# Task prompt
Please output the data below exactly as given, starting at its first line and stopping after the line that contains "let spent = match".

# Information
———

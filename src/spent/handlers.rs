//! Route handlers for reading, adding to and refreshing the monthly total.

use axum::{
    Json,
    extract::{FromRef, State},
};
use serde::{Deserialize, Serialize};

use crate::{
    AppState, Error,
    app_state::{SpendingByUser, UserSpending},
    clock::{LocalCalendar, SharedClock},
    expense::SqliteExpenseBackend,
    session::SessionUser,
    timezone::get_timezone,
    user::{CurrentUser, UserID},
};

/// The state needed by the monthly total endpoints.
#[derive(Debug, Clone)]
pub struct SpentState {
    /// The backend holding the expense table.
    pub expense_backend: SqliteExpenseBackend,
    /// The local timezone as a canonical timezone name, e.g. "Pacific/Auckland".
    pub local_timezone: String,
    /// Cached monthly totals, one per signed in user.
    pub spending: SpendingByUser,
    /// Where the current time is read from.
    pub clock: SharedClock,
}

impl FromRef<AppState> for SpentState {
    fn from_ref(state: &AppState) -> Self {
        Self {
            expense_backend: state.expense_backend.clone(),
            local_timezone: state.local_timezone.clone(),
            spending: state.spending.clone(),
            clock: state.clock.clone(),
        }
    }
}

/// The body of every monthly total response.
#[derive(Debug, Clone, Copy, PartialEq, Serialize, Deserialize)]
pub struct SpentResponse {
    /// The cached total for this month.
    pub spent: f64,
}

/// The body of a request to add to the monthly total.
#[derive(Debug, Clone, Copy, PartialEq, Serialize, Deserialize)]
pub struct AddSpentRequest {
    /// The amount to add. May be negative.
    pub amount: f64,
}

/// The total for `user_id`, created at zero on first use.
async fn spending_for(spending: &SpendingByUser, user_id: UserID) -> UserSpending {
    spending.lock().await.entry(user_id).or_default().clone()
}

/// Get the cached total for the signed in user, zero if there is none yet.
pub async fn get_spent(State(state): State<SpentState>, user: SessionUser) -> Json<SpentResponse> {
    let user_spending = match user.current_user() {
        Some(user_id) => state.spending.lock().await.get(&user_id).cloned(),
        None => None,
    };

    let spent = match user_spending {
        Some(user_spending) => user_spending.lock().await.spent(),
        None => 0.0,
    };

    Json(SpentResponse { spent })
}

/// Add an amount to the signed in user's cached total.
///
/// Anonymous requests have no total to add to and are rejected. So are
/// amounts that would overflow the total, which is left unchanged.
pub async fn add_spent(
    State(state): State<SpentState>,
    user: SessionUser,
    Json(request): Json<AddSpentRequest>,
) -> Result<Json<SpentResponse>, Error> {
    let user_id = user.current_user().ok_or(Error::NotAuthenticated)?;

    let user_spending = spending_for(&state.spending, user_id).await;
    let mut total = user_spending.lock().await;

    if !(total.spent() + request.amount).is_finite() {
        return Err(Error::TotalOutOfRange(request.amount));
    }

    total.add_spent(request.amount);

    Ok(Json(SpentResponse {
        spent: total.spent(),
    }))
}

/// Recompute the signed in user's total for this month and return it.
///
/// Without a signed in user nothing is queried and the total is zero. A failed
/// backend read is logged and the previous total is returned. Only this
/// user's total is locked while the backend is read.
pub async fn refresh_spent(
    State(state): State<SpentState>,
    user: SessionUser,
) -> Result<Json<SpentResponse>, Error> {
    let Some(user_id) = user.current_user() else {
        return Ok(Json(SpentResponse { spent: 0.0 }));
    };

    let timezone = get_timezone(&state.local_timezone)?;
    let calendar = LocalCalendar::new(state.clock, timezone);

    let user_spending = spending_for(&state.spending, user_id).await;
    let mut total = user_spending.lock().await;
    total
        .refresh(&state.expense_backend, &user, &calendar)
        .await;

    Ok(Json(SpentResponse {
        spent: total.spent(),
    }))
}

———

# Output of the exercise
filename src/spent/handlers.rs
//! Route handlers for reading, adding to and refreshing the monthly total.

use axum::{
    Json,
    extract::{FromRef, State},
};
use serde::{Deserialize, Serialize};

use crate::{
    AppState, Error,
    app_state::{SpendingByUser, UserSpending},
    clock::{LocalCalendar, SharedClock},
    expense::SqliteExpenseBackend,
    session::SessionUser,
    timezone::get_timezone,
    user::{CurrentUser, UserID},
};

/// The state needed by the monthly total endpoints.
#[derive(Debug, Clone)]
pub struct SpentState {
    /// The backend holding the expense table.
    pub expense_backend: SqliteExpenseBackend,
    /// The local timezone as a canonical timezone name, e.g. "Pacific/Auckland".
    pub local_timezone: String,
    /// Cached monthly totals, one per signed in user.
    pub spending: SpendingByUser,
    /// Where the current time is read from.
    pub clock: SharedClock,
}

impl FromRef<AppState> for SpentState {
    fn from_ref(state: &AppState) -> Self {
        Self {
            expense_backend: state.expense_backend.clone(),
            local_timezone: state.local_timezone.clone(),
            spending: state.spending.clone(),
            clock: state.clock.clone(),
        }
    }
}

/// The body of every monthly total response.
#[derive(Debug, Clone, Copy, PartialEq, Serialize, Deserialize)]
pub struct SpentResponse {
    /// The cached total for this month.
    pub spent: f64,
}

/// The body of a request to add to the monthly total.
#[derive(Debug, Clone, Copy, PartialEq, Serialize, Deserialize)]
pub struct AddSpentRequest {
    /// The amount to add. May be negative.
    pub amount: f64,
}

/// The total for `user_id`, created at zero on first use.
async fn spending_for(spending: &SpendingByUser, user_id: UserID) -> UserSpending {
    spending.lock().await.entry(user_id).or_default().clone()
}

/// Get the cached total for the signed in user, zero if there is none yet.
pub async fn get_spent(State(state): State<SpentState>, user: SessionUser) -> Json<SpentResponse> {
    let user_spending = match user.current_user() {
        Some(user_id) => state.spending.lock().await.get(&user_id).cloned(),
        None => None,
    };

    let spent = match user_spending {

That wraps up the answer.